[Start of Attachment]
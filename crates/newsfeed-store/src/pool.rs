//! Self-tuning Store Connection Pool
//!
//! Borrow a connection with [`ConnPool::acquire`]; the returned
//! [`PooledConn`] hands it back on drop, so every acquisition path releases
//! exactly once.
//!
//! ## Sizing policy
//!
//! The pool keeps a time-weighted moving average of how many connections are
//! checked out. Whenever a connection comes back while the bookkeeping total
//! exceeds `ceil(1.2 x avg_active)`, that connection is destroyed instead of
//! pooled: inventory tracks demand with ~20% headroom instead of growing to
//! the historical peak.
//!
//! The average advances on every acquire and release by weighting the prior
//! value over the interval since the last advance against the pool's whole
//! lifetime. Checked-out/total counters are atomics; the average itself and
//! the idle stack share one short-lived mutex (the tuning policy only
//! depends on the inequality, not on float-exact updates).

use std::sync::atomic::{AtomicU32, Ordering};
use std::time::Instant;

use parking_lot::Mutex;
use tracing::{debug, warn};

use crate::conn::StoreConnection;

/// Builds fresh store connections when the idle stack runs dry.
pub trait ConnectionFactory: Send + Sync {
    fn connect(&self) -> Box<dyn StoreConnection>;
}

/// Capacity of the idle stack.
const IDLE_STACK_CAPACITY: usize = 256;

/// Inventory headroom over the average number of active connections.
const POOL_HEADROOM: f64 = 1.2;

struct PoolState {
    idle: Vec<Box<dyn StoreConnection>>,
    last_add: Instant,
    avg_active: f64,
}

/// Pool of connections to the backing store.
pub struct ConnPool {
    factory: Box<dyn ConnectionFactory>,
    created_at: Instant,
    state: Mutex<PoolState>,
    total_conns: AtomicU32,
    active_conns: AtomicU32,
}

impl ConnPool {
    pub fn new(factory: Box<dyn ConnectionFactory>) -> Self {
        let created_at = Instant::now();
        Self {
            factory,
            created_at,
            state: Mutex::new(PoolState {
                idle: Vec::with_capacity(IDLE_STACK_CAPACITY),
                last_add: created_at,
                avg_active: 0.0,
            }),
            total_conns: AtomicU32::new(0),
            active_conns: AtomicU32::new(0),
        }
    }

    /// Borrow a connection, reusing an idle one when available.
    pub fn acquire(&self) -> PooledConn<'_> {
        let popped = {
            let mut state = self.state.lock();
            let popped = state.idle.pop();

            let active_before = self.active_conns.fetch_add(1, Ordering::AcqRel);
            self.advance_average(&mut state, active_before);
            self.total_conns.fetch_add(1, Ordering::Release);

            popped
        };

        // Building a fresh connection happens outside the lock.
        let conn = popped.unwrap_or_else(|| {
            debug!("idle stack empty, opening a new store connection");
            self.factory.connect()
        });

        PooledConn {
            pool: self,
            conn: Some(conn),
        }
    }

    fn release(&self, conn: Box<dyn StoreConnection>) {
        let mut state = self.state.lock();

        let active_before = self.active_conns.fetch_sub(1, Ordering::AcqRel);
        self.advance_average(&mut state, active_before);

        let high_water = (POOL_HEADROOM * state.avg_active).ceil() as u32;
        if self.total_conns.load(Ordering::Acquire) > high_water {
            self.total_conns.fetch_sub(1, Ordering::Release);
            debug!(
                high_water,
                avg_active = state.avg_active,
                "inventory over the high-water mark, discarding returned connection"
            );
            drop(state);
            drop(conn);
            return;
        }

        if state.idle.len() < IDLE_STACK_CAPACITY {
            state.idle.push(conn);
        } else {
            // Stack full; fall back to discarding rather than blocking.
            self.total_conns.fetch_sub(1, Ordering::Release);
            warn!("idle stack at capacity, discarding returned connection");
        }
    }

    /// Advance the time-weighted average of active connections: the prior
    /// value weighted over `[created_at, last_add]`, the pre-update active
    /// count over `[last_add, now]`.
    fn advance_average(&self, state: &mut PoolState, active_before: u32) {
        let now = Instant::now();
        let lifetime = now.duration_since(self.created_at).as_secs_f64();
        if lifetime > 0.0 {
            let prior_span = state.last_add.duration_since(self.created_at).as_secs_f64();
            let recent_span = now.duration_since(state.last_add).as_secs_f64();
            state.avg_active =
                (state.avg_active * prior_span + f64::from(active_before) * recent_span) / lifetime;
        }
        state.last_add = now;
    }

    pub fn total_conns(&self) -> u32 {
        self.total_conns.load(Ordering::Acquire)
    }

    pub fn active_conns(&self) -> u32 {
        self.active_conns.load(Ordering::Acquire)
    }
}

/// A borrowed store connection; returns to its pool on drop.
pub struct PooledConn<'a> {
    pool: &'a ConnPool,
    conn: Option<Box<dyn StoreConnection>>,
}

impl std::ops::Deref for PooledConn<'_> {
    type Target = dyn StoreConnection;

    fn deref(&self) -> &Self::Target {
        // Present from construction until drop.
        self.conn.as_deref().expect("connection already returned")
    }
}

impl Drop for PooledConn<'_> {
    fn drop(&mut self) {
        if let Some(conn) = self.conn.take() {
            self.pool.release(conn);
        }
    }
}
[End of Attachment]
-- Your assignment --
Repeat exactly the lines of the listing above, from the one with "on float-exact updates)." down to the one with "one when available."; both of those lines belong in the range.

-- Answer for this exercise --
//! depends on the inequality, not on float-exact updates).

use std::sync::atomic::{AtomicU32, Ordering};
use std::time::Instant;

use parking_lot::Mutex;
use tracing::{debug, warn};

use crate::conn::StoreConnection;

/// Builds fresh store connections when the idle stack runs dry.
pub trait ConnectionFactory: Send + Sync {
    fn connect(&self) -> Box<dyn StoreConnection>;
}

/// Capacity of the idle stack.
const IDLE_STACK_CAPACITY: usize = 256;

/// Inventory headroom over the average number of active connections.
const POOL_HEADROOM: f64 = 1.2;

struct PoolState {
    idle: Vec<Box<dyn StoreConnection>>,
    last_add: Instant,
    avg_active: f64,
}

/// Pool of connections to the backing store.
pub struct ConnPool {
    factory: Box<dyn ConnectionFactory>,
    created_at: Instant,
    state: Mutex<PoolState>,
    total_conns: AtomicU32,
    active_conns: AtomicU32,
}

impl ConnPool {
    pub fn new(factory: Box<dyn ConnectionFactory>) -> Self {
        let created_at = Instant::now();
        Self {
            factory,
            created_at,
            state: Mutex::new(PoolState {
                idle: Vec::with_capacity(IDLE_STACK_CAPACITY),
                last_add: created_at,
                avg_active: 0.0,
            }),
            total_conns: AtomicU32::new(0),
            active_conns: AtomicU32::new(0),
        }
    }

    /// Borrow a connection, reusing an idle one when available.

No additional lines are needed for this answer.